Under Transformative Practice, Murphy includes new virtues, graces, exceptional, or metanormal capacities that can occur as a by-product of a discipline not directly aimed at inducing such experiences or phenomena. Such disciplines can be "religious, yogic, shamanic, athletic, somatic, therapeutic, or martial-arts related," or they can be professional activities associated with arts, crafts, or other vocations, or they may be related to "common activities such as parenting or marriage" or other interpersonal relationships. Our term for these activities is Project of Transcendence. A person can engage in one or more projects, which involve many opportunities for exceptional human experiences, and a major component of the process involves working on, amplifying--and even performing them. Integral practice, on the other hand, is a disciplined activity that is deliberately aimed at cultivating exceptional and/or metanormal functioning.
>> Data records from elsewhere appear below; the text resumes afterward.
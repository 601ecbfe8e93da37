//! Cross-slide synchronization engine.
//!
//! Three deliberately distinct propagation operations over "node on the
//! current slide -> the rest of the deck". They differ in blast radius
//! (skip-current vs. include-current) and in whether they create nodes or
//! only restyle existing ones. Like every store mutation they never fail:
//! a stale id is a silent no-op.

use crate::{DocumentStore, NodeId, TextStyle};

impl DocumentStore {
    /// Propagate a node's styling/content to every *other* slide.
    ///
    /// Text source: its [`TextStyle`] subset is merged into every existing
    /// text node on every other slide; content and position stay untouched
    /// and slides without text nodes are unaffected - no node is created.
    ///
    /// Image source: a clone (fresh id) is inserted into each other slide
    /// unless a node with the same `source_reference` already exists there.
    pub fn apply_node_to_other_slides(&mut self, node_id: NodeId) {
        let Some(source) = self.node_on_current_slide(node_id) else {
            return;
        };

        if let Some(style) = TextStyle::extract(source) {
            let current = self.document().current_slide_index;
            let doc = self.document_mut();
            for (index, slide) in doc.slides.iter_mut().enumerate() {
                if index == current {
                    continue;
                }
                for node in slide.nodes.iter_mut().filter(|n| n.is_text()) {
                    style.apply(node);
                }
            }
        } else {
            let source = source.clone();
            let reference = source
                .source_reference()
                .map(str::to_string)
                .unwrap_or_default();
            let current = self.document().current_slide_index;
            let doc = self.document_mut();
            for (index, slide) in doc.slides.iter_mut().enumerate() {
                if index == current || slide.has_image_source(&reference) {
                    continue;
                }
                slide.nodes.push(source.clone_with_new_id());
            }
        }
        self.persist();
    }

    /// Unconditionally clone a node (fresh id, identical content, position,
    /// size, and style) onto every *other* slide. No dedup.
    pub fn copy_node_to_all_slides(&mut self, node_id: NodeId) {
        let Some(source) = self.node_on_current_slide(node_id) else {
            return;
        };
        let source = source.clone();
        let current = self.document().current_slide_index;

        let doc = self.document_mut();
        for (index, slide) in doc.slides.iter_mut().enumerate() {
            if index == current {
                continue;
            }
            slide.nodes.push(source.clone_with_new_id());
        }
        self.persist();
    }

    /// Broadcast a text node's [`TextStyle`] subset to every text node on
    /// every slide, *including* the current one. Content and position stay
    /// untouched everywhere. No-op when the source is not a text node.
    pub fn apply_text_styling_to_all_slides(&mut self, node_id: NodeId) {
        let Some(style) = self
            .node_on_current_slide(node_id)
            .and_then(TextStyle::extract)
        else {
            return;
        };

        for slide in &mut self.document_mut().slides {
            for node in slide.nodes.iter_mut().filter(|n| n.is_text()) {
                style.apply(node);
            }
        }
        self.persist();
    }
}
Ultimately we are engaged in a cosmic evolutionary process in which energy is transformed into life and life undergoes many transformations, including human beings and other primates. Humans have the capacity for becoming more conscious. This is a developmental process in which different levels or perhaps even stages of consciousness are characterized by forms of knowledge that are inconceivable at earlier levels. At the highest stage I can conceive (thus far), humans have the potential for being conscious of the universe as who they are. Humans also have the potential of becoming more conscious—and the ability to learn from other species how to become more conscious in different ways (through experience, not experiment). And, as Murphy has so ably documented, humans are capable of cellular consciousness. I believe we are also capable of both botanical and mineral consciousness. Human potential, in short, includes the capacity to know everything in creation, not simply objectively, from the outside, but subjectively, from the inside. Both kinds of knowledge are necessary to evolve consciousness.

This is the promise of both working with exceptional human experience and integral practice.